Herr Präsident, meine Damen und Herren! Anhand des vorliegenden Antrags sind nun offenbar die CDU und die SPD zu der glorreichen Erkenntnis gekommen, dass im Bereich der Pflege ein bürokratischer Wasserkopf infolge bundesgesetzlicher Vorgaben immer größere Ausmaße angenommen hat. Aber, meine Damen und Herren, das ist doch nichts Neues. Haben Sie denn ganz vergessen, dass seinerzeit in
der Regierung unter Kanzler Kohl und nun in der rotgrünen Chaosregierung unter Kanzler Schröder dafür gesorgt wurde, dass es überhaupt so weit gekommen ist und dass Sie für dieses gesundheitspolitische Desaster selbst verantwortlich sind?

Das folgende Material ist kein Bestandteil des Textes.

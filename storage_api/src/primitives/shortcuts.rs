use std::{fmt::Display, marker::PhantomData, str::FromStr};

use serde::{
    de::{self, MapAccess, Visitor},
    Deserialize, Deserializer,
};

/// Deserializes a value that may be written either as a plain string, parsed
/// through `FromStr`, or as a full mapping.
pub(crate) fn string_or_struct<'de, T, D>(deserializer: D) -> Result<T, D::Error>
where
    T: Deserialize<'de> + FromStr,
    <T as FromStr>::Err: Display,
    D: Deserializer<'de>,
{
    struct StringOrStruct<T>(PhantomData<fn() -> T>);

    impl<'de, T> Visitor<'de> for StringOrStruct<T>
    where
        T: Deserialize<'de> + FromStr,
        <T as FromStr>::Err: Display,
    {
        type Value = T;

        fn expecting(&self, formatter: &mut std::fmt::Formatter) -> std::fmt::Result {
            formatter.write_str("string or map")
        }

        fn visit_str<E>(self, value: &str) -> Result<T, E>
        where
            E: de::Error,
        {
            T::from_str(value).map_err(|e| E::custom(e.to_string()))
        }

        fn visit_map<M>(self, map: M) -> Result<T, M::Error>
        where
            M: MapAccess<'de>,
        {
            Deserialize::deserialize(de::value::MapAccessDeserializer::new(map))
        }
    }

    deserializer.deserialize_any(StringOrStruct(PhantomData))
}

pub(crate) fn opt_string_or_struct<'de, T, D>(deserializer: D) -> Result<Option<T>, D::Error>
where
    T: Deserialize<'de> + FromStr,
    <T as FromStr>::Err: Display,
    D: Deserializer<'de>,
{
    struct OptStringOrStruct<T>(PhantomData<fn() -> T>);

    impl<'de, T> Visitor<'de> for OptStringOrStruct<T>
    where
        T: Deserialize<'de> + FromStr,
        <T as FromStr>::Err: Display,
    {
        type Value = Option<T>;

        fn expecting(&self, formatter: &mut std::fmt::Formatter) -> std::fmt::Result {
            formatter.write_str("null, string, or map")
        }

        fn visit_none<E>(self) -> Result<Self::Value, E>
        where
            E: de::Error,
        {
            Ok(None)
        }

        fn visit_unit<E>(self) -> Result<Self::Value, E>
        where
            E: de::Error,
        {
            Ok(None)
        }

        fn visit_some<D>(self, deserializer: D) -> Result<Self::Value, D::Error>
        where
            D: Deserializer<'de>,
        {
            string_or_struct(deserializer).map(Some)
        }
    }

    deserializer.deserialize_option(OptStringOrStruct(PhantomData))
}

/// Accepts either a single item or a list of items.
pub(crate) fn one_or_many<'de, T, D>(deserializer: D) -> Result<Vec<T>, D::Error>
where
    T: Deserialize<'de>,
    D: Deserializer<'de>,
{
    #[derive(Deserialize)]
    #[serde(untagged)]
    enum OneOrMany<T> {
        Many(Vec<T>),
        One(T),
    }

    Ok(match OneOrMany::deserialize(deserializer)? {
        OneOrMany::Many(items) => items,
        OneOrMany::One(item) => vec![item],
    })
}
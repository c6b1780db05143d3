use serde::{Deserialize, Serialize};

use super::{
    filesystem::{mounts_root, Filesystem},
    partition::Partition,
    search::Search,
    Partitionable,
};

/// A disk of the system, identified through a search.
#[derive(Serialize, Deserialize, Debug, Clone, PartialEq, Eq)]
#[serde(rename_all = "camelCase", deny_unknown_fields)]
pub struct Drive {
    #[serde(default, skip_serializing_if = "Option::is_none")]
    pub alias: Option<String>,

    /// Defaults to the first available disk.
    #[serde(
        default = "Search::default_drive",
        deserialize_with = "crate::primitives::shortcuts::string_or_struct"
    )]
    pub search: Search,

    /// Filesystem created directly on the whole disk.
    #[serde(default, skip_serializing_if = "Option::is_none")]
    pub filesystem: Option<Filesystem>,

    #[serde(default, skip_serializing_if = "Vec::is_empty")]
    pub partitions: Vec<Partition>,
}

impl Default for Drive {
    fn default() -> Self {
        Self {
            alias: None,
            search: Search::default_drive(),
            filesystem: None,
            partitions: Vec::new(),
        }
    }
}

impl Drive {
    pub fn is_root(&self) -> bool {
        mounts_root(&self.filesystem)
    }

    /// Whether the search found no disk for the drive.
    pub fn is_missing(&self) -> bool {
        self.search.is_missing()
    }
}

impl Partitionable for Drive {
    fn alias(&self) -> Option<&str> {
        self.alias.as_deref()
    }

    fn search(&self) -> Option<&Search> {
        Some(&self.search)
    }

    fn partitions(&self) -> &[Partition] {
        &self.partitions
    }

    fn partitions_mut(&mut self) -> &mut Vec<Partition> {
        &mut self.partitions
    }
}
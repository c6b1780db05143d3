use log::debug;

use storage_api::{config::Config, system::DeviceKind};

use crate::inventory::StorageInventory;

use super::search::DeviceMatcher;

/// Solves the searches of the drives of a config.
pub struct DrivesSearch<'a, I: StorageInventory + ?Sized> {
    inventory: &'a I,
}

impl<'a, I: StorageInventory + ?Sized> DrivesSearch<'a, I> {
    pub fn new(inventory: &'a I) -> Self {
        Self { inventory }
    }

    pub fn solve(&self, config: &mut Config) {
        let mut matcher = DeviceMatcher::for_config(self.inventory, config);
        self.solve_with(&mut matcher, config);
    }

    pub(crate) fn solve_with(&self, matcher: &mut DeviceMatcher<'a, I>, config: &mut Config) {
        let pool = self.inventory.candidate_devices(DeviceKind::Disk);
        let drives = std::mem::take(&mut config.drives);
        config.drives = matcher.solve_entries(drives, &pool);
        debug!("Solved {} drive(s)", config.drives.len());
    }
}

/// Solves the searches of the MD RAIDs of a config.
///
/// Every RAID of the system can be matched, candidate or not. Whether a
/// reused RAID is suitable for booting is decided later by the boot solver.
pub struct MdRaidsSearch<'a, I: StorageInventory + ?Sized> {
    inventory: &'a I,
}

impl<'a, I: StorageInventory + ?Sized> MdRaidsSearch<'a, I> {
    pub fn new(inventory: &'a I) -> Self {
        Self { inventory }
    }

    pub fn solve(&self, config: &mut Config) {
        let mut matcher = DeviceMatcher::for_config(self.inventory, config);
        self.solve_with(&mut matcher, config);
    }

    pub(crate) fn solve_with(&self, matcher: &mut DeviceMatcher<'a, I>, config: &mut Config) {
        let pool = self.inventory.devices_of_kind(DeviceKind::MdRaid);
        let md_raids = std::mem::take(&mut config.md_raids);
        config.md_raids = matcher.solve_entries(md_raids, &pool);
        debug!("Solved {} MD RAID(s)", config.md_raids.len());
    }
}
use serde::{Deserialize, Serialize};

use super::{
    filesystem::{mounts_root, Filesystem},
    search::Search,
};

/// A partition of a drive or of an MD RAID.
///
/// A partition with a search refers to an existing partition of the parent
/// device. Without a search the partition is meant to be created.
#[derive(Serialize, Deserialize, Debug, Default, Clone, PartialEq, Eq)]
#[serde(rename_all = "camelCase", deny_unknown_fields)]
pub struct Partition {
    #[serde(default, skip_serializing_if = "Option::is_none")]
    pub alias: Option<String>,

    #[serde(
        default,
        skip_serializing_if = "Option::is_none",
        deserialize_with = "crate::primitives::shortcuts::opt_string_or_struct"
    )]
    pub search: Option<Search>,

    #[serde(default, skip_serializing_if = "Option::is_none")]
    pub filesystem: Option<Filesystem>,
}

impl Partition {
    pub fn is_root(&self) -> bool {
        mounts_root(&self.filesystem)
    }

    pub fn has_alias(&self, alias: &str) -> bool {
        self.alias.as_deref() == Some(alias)
    }
}
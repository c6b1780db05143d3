//! Solvers that match a storage config against the devices of the system.
//!
//! Solvers never fail. A search that finds nothing is solved without a
//! device, and it is up to the caller to decide what that means (see
//! [`storage_api::config::checker::ConfigChecker`]).

use log::info;

use storage_api::config::Config;

use crate::inventory::StorageInventory;

pub mod boot;
pub mod drives;
pub mod partitions;
pub mod search;

#[cfg(test)]
mod boot_tests;

use self::{
    boot::BootSolver,
    drives::{DrivesSearch, MdRaidsSearch},
    partitions::PartitionsSearch,
    search::DeviceMatcher,
};

/// Runs all the solvers over a config: drives, MD RAIDs, their partitions
/// and finally the boot device.
pub struct ConfigSolver<'a, I: StorageInventory + ?Sized> {
    inventory: &'a I,
}

impl<'a, I: StorageInventory + ?Sized> ConfigSolver<'a, I> {
    pub fn new(inventory: &'a I) -> Self {
        Self { inventory }
    }

    pub fn solve(&self, config: &mut Config) {
        let mut matcher = DeviceMatcher::for_config(self.inventory, config);
        DrivesSearch::new(self.inventory).solve_with(&mut matcher, config);
        MdRaidsSearch::new(self.inventory).solve_with(&mut matcher, config);
        PartitionsSearch::new(self.inventory).solve_with(&mut matcher, config);
        BootSolver::new(self.inventory).solve(config);

        match &config.boot.device.device_alias {
            Some(alias) if config.boot.configure => info!("Boot device: '{alias}'"),
            _ => info!("No boot device configured"),
        }
    }
}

Meine Damen und Herren, zunächst sei festgestellt, ab 1. April 1995 besteht ein Rechtsanspruch auf Leistungen aus der Pflegeversicherung, sobald die Pflegebedürfigkeit attestiert ist. Laut „Deutsches Ärzteblatt“ führte dies zu einer Flut von Begutachtungen, so dass es inzwischen über zwei Millionen Pflegebedürftige in Deutschland gibt, Tendenz steigend. Die nicht exakte Definition bezüglich des Anspruchs auf Pflege bezieht sich auf die Verrichtungen des täglichen Lebens, keineswegs auf einen konkretisierbaren Betreuungsbedarf und schon gar nicht auf die häusliche Krankenpflege, die in den Finanzierungsbereich der Krankenkassen fällt. Schon daran können Sie die nachhaltigen Versäumnisse der rotgrünen Chaosregierung deutlich erkennen.

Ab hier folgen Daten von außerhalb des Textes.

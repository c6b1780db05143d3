//! # Device graph builder
//!
//! Collects the devices of a system snapshot and builds a [`DeviceGraph`]
//! out of them. The build step checks that:
//! - Device names are unique.
//! - Partition, member and physical volume references point to existing
//!   devices of a suitable kind.
//! - Every partition has a number and belongs to a single parent.
//! - Devices flagged as unavailable or non-candidate exist.

use std::collections::{BTreeMap, BTreeSet};

use log::trace;

use storage_api::{
    system::{Device, DeviceKind},
    DeviceName,
};

use super::{error::InventoryError, DeviceGraph};

#[derive(Debug, Clone, Default)]
pub struct DeviceGraphBuilder {
    devices: Vec<Device>,
    unavailable: Vec<DeviceName>,
    non_candidates: Vec<DeviceName>,
}

impl DeviceGraphBuilder {
    pub fn add_device(&mut self, device: Device) -> &mut Self {
        self.devices.push(device);
        self
    }

    /// Flags a device as already in use, so no search can match it.
    pub fn mark_unavailable(&mut self, name: impl Into<DeviceName>) -> &mut Self {
        self.unavailable.push(name.into());
        self
    }

    /// Flags a device as not suitable for installing the system.
    pub fn mark_non_candidate(&mut self, name: impl Into<DeviceName>) -> &mut Self {
        self.non_candidates.push(name.into());
        self
    }

    pub fn build(self) -> Result<DeviceGraph, InventoryError> {
        let mut devices: BTreeMap<DeviceName, Device> = BTreeMap::new();
        for device in self.devices {
            if let Some(other) = devices.insert(device.name.clone(), device) {
                return Err(InventoryError::DuplicateDevice(other.name));
            }
        }

        Self::check_references(&devices)?;
        Self::check_partitions(&devices)?;

        let unavailable = Self::known_names(&devices, self.unavailable)?;
        let non_candidates = Self::known_names(&devices, self.non_candidates)?;

        trace!("Built device graph with {} device(s)", devices.len());
        Ok(DeviceGraph {
            devices,
            unavailable,
            non_candidates,
        })
    }

    fn check_references(devices: &BTreeMap<DeviceName, Device>) -> Result<(), InventoryError> {
        for device in devices.values() {
            let references = [
                (&device.partitions, &[DeviceKind::Partition][..]),
                (
                    &device.members,
                    &[DeviceKind::Disk, DeviceKind::Partition][..],
                ),
                (
                    &device.physical_volumes,
                    &[DeviceKind::Disk, DeviceKind::Partition, DeviceKind::MdRaid][..],
                ),
            ];

            for (targets, valid_kinds) in references {
                for target in targets {
                    let target_device = devices.get(target).ok_or_else(|| {
                        InventoryError::NonExistentReference {
                            device: device.name.clone(),
                            kind: device.kind,
                            target: target.clone(),
                        }
                    })?;

                    if !valid_kinds.contains(&target_device.kind) {
                        return Err(InventoryError::InvalidReferenceKind {
                            device: device.name.clone(),
                            kind: device.kind,
                            target: target.clone(),
                            target_kind: target_device.kind,
                        });
                    }
                }
            }
        }
        Ok(())
    }

    fn check_partitions(devices: &BTreeMap<DeviceName, Device>) -> Result<(), InventoryError> {
        let mut parents: BTreeMap<&str, &str> = BTreeMap::new();
        for device in devices.values() {
            for partition in &device.partitions {
                if let Some(other) = parents.insert(partition, &device.name) {
                    return Err(InventoryError::SharedPartition {
                        partition: partition.clone(),
                        parent_1: other.to_owned(),
                        parent_2: device.name.clone(),
                    });
                }
            }
        }

        match devices
            .values()
            .find(|d| d.kind == DeviceKind::Partition && d.number.is_none())
        {
            Some(partition) => Err(InventoryError::MissingPartitionNumber(
                partition.name.clone(),
            )),
            None => Ok(()),
        }
    }

    fn known_names(
        devices: &BTreeMap<DeviceName, Device>,
        names: Vec<DeviceName>,
    ) -> Result<BTreeSet<DeviceName>, InventoryError> {
        names
            .into_iter()
            .map(|name| {
                if devices.contains_key(&name) {
                    Ok(name)
                } else {
                    Err(InventoryError::UnknownDeviceState(name))
                }
            })
            .collect()
    }
}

Bereits vor drei Jahren hat sich die Finanzierung als nicht mehr ausgabendeckend erwiesen. Ein Defizit von rund 400 Millionen Euro trat ein. 2003 waren es schon sage und schreibe 700 Millionen Euro, und für 2004 muss von mehr als 900 Millionen Euro ausgegangen werden. Meine Damen und Herren, glänzen politische Entscheidungsträger der Bundesparteien auch weiterhin durch Versagen, dann sind spätestens 2006, 2007 sämtliche Rücklagen aufgezehrt, und dies, obwohl inzwischen auch Rentner einen vollen Beitrag zur Pflegeversicherung zahlen, was sage und schreibe 1,7 Milliarden Euro Mehreinnahmen ausmacht.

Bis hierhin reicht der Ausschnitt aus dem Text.